When you price your house competitively and efficiently from the beginning, you attract the best pool of qualified buyers. Those buyers likely shopped online, narrowed search results by price, and find the house that’s suited to them. However, an incorrectly priced home could completely bury your listing in all the wrong places, so the right buyers can never find it. In fact, pricing your house wrong could create a stigma that the property is unsellable for one reason or another.

-Earning a Bad Reputation

Consider this: When you put your house up for sale, you tap into an existing pool of buyers that are out currently shopping for homes. Those buyers investigate your offerings and rule your property out, or they get inquisitive and move forward in their search. No one bites right away. You wait. When there’s still no activity, and you decide maybe the price put buyers off, you drop the price. Eventually, the buyers in the pool you’ve tapped into beginning asking themselves why you keep reducing the cost of your house for sale, and why no one is buying. That stigma, that nasty reputation, makes the house unsellable for all intents and purposes. Your next best course of action, then, is to pull the listing, wait for the current pool of buyers to settle into their newly purchased homes, and then try again with a more accurate price.

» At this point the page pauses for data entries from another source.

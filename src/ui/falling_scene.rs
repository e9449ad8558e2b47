//! UI rendering for the falling-target game.

use crate::ui::game_common::{
    compute_game_layout, create_game_layout, render_game_over_overlay, render_info_panel_frame,
    render_status_bar, GameLayout,
};
use olympus::core::constants::{CELL_HEIGHT_UNITS, CELL_WIDTH_UNITS};
use olympus::game::{FallingGame, GamePhase, Position, TapPolicy, Viewport};
use ratatui::{
    layout::Rect,
    style::{Color, Modifier, Style},
    text::{Line, Span},
    widgets::Paragraph,
    Frame,
};

const TITLE: &str = " Gates of Olympus ";
const CONTENT_MIN_HEIGHT: u16 = 10;
const INFO_PANEL_WIDTH: u16 = 22;

/// Layout of the game screen for a terminal area.
pub fn layout(area: Rect) -> GameLayout {
    compute_game_layout(area, CONTENT_MIN_HEIGHT, INFO_PANEL_WIDTH)
}

/// World-unit size of a play area.
pub fn viewport_for(play_area: Rect) -> Viewport {
    Viewport::new(
        play_area.width as f64 * CELL_WIDTH_UNITS,
        play_area.height as f64 * CELL_HEIGHT_UNITS,
    )
}

/// World point at the center of a terminal cell, or None outside the play area.
pub fn cell_to_world(play_area: Rect, column: u16, row: u16) -> Option<Position> {
    let inside = column >= play_area.x
        && column < play_area.x + play_area.width
        && row >= play_area.y
        && row < play_area.y + play_area.height;
    if !inside {
        return None;
    }
    Some(Position::new(
        ((column - play_area.x) as f64 + 0.5) * CELL_WIDTH_UNITS,
        ((row - play_area.y) as f64 + 0.5) * CELL_HEIGHT_UNITS,
    ))
}

/// Render the game scene.
pub fn render_falling(frame: &mut Frame, area: Rect, game: &FallingGame) {
    let layout = create_game_layout(
        frame,
        area,
        TITLE,
        Color::Yellow,
        CONTENT_MIN_HEIGHT,
        INFO_PANEL_WIDTH,
    );

    render_play_area(frame, layout.content, game);
    render_status_bar_content(frame, layout.status_bar, game);
    render_info_panel(frame, layout.info_panel, game);

    if let GamePhase::GameOver { final_score } = game.phase() {
        let detail = if final_score > 0 && final_score >= game.best_score() {
            "New best!".to_string()
        } else {
            format!("Best: {}", game.best_score())
        };
        render_game_over_overlay(
            frame,
            layout.content,
            "GAME OVER",
            &format!("Score: {}", final_score),
            &detail,
            "[R] Restart  [Esc] Menu",
        );
    }
}

/// Render the play area cell by cell. A cell is filled when its center lies
/// inside an untapped element.
fn render_play_area(frame: &mut Frame, area: Rect, game: &FallingGame) {
    if area.width == 0 || area.height == 0 {
        return;
    }

    let size = game.config().element_size;
    let visible: Vec<_> = game
        .snapshot()
        .into_iter()
        .filter(|e| !e.tapped)
        .collect();

    let mut lines = Vec::with_capacity(area.height as usize);
    for row in 0..area.height {
        let mut spans = Vec::with_capacity(area.width as usize);
        for col in 0..area.width {
            let point = Position::new(
                (col as f64 + 0.5) * CELL_WIDTH_UNITS,
                (row as f64 + 0.5) * CELL_HEIGHT_UNITS,
            );
            let hit = visible.iter().any(|e| e.contains(point, size));

            if hit {
                spans.push(Span::styled("█", Style::default().fg(Color::Red)));
            } else {
                spans.push(Span::raw(" "));
            }
        }
        lines.push(Line::from(spans));
    }

    frame.render_widget(Paragraph::new(lines), area);
}

fn render_status_bar_content(frame: &mut Frame, area: Rect, game: &FallingGame) {
    if game.is_game_over() {
        render_status_bar(
            frame,
            area,
            &format!("Final score: {}", game.score()),
            Color::Red,
            &[("[R]", "Restart"), ("[Esc]", "Menu")],
        );
        return;
    }

    let hearts = "♥".repeat(game.lives_left() as usize);
    render_status_bar(
        frame,
        area,
        &format!("Score: {}   {}", game.score(), hearts),
        Color::Green,
        &[("[Click]", "Tap"), ("[Space]", "Tap lowest"), ("[Esc]", "Menu")],
    );
}

fn render_info_panel(frame: &mut Frame, area: Rect, game: &FallingGame) {
    let inner = render_info_panel_frame(frame, area);

    if inner.height < 2 || inner.width < 4 {
        return;
    }

    let config = game.config();
    let stat = |label: &str, value: String, color: Color| {
        Line::from(vec![
            Span::styled(format!(" {}: ", label), Style::default().fg(Color::DarkGray)),
            Span::styled(value, Style::default().fg(color)),
        ])
    };

    let mut lines = vec![
        Line::from(vec![
            Span::styled(" Score: ", Style::default().fg(Color::DarkGray)),
            Span::styled(
                format!("{}", game.score()),
                Style::default()
                    .fg(Color::White)
                    .add_modifier(Modifier::BOLD),
            ),
        ]),
        stat("Best", game.best_score().to_string(), Color::Yellow),
        Line::from(""),
        stat(
            "Missed",
            format!("{} / {}", game.missed_count(), config.max_missed),
            Color::Red,
        ),
    ];

    if config.tap_policy == TapPolicy::CountAtBoundary {
        lines.push(stat(
            "Bottom",
            format!(
                "{} / {}",
                game.touched_bottom_count(),
                config.max_touched_bottom
            ),
            Color::Magenta,
        ));
    }

    lines.push(Line::from(""));
    lines.push(stat("Falling", game.active_count().to_string(), Color::Cyan));

    frame.render_widget(Paragraph::new(lines), inner);
}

– Missing the Boat of Buyers

Another unfortunate side effect to incorrectly pricing your house for sale is that you may inadvertently value your home for sale at such a number that the people who would buy it can’t find it, and the people who can locate it can’t afford it.

An old advertising tactic was to switch the numbers of a price tag in a retail store from a dollar amount that’s even to an amount with .99 instead. For example, a blouse has a price tag of $10. An advertising expert decided a buyer may be more tempted to act if the shirt was $9.99. The savings is only a penny, but the subjective value is that the customer feels he or she is spending nine dollars instead of ten. Although that method of advertising is outdated and far from being a smart industry secret, you’ll still see price tags with the .99 philosophy.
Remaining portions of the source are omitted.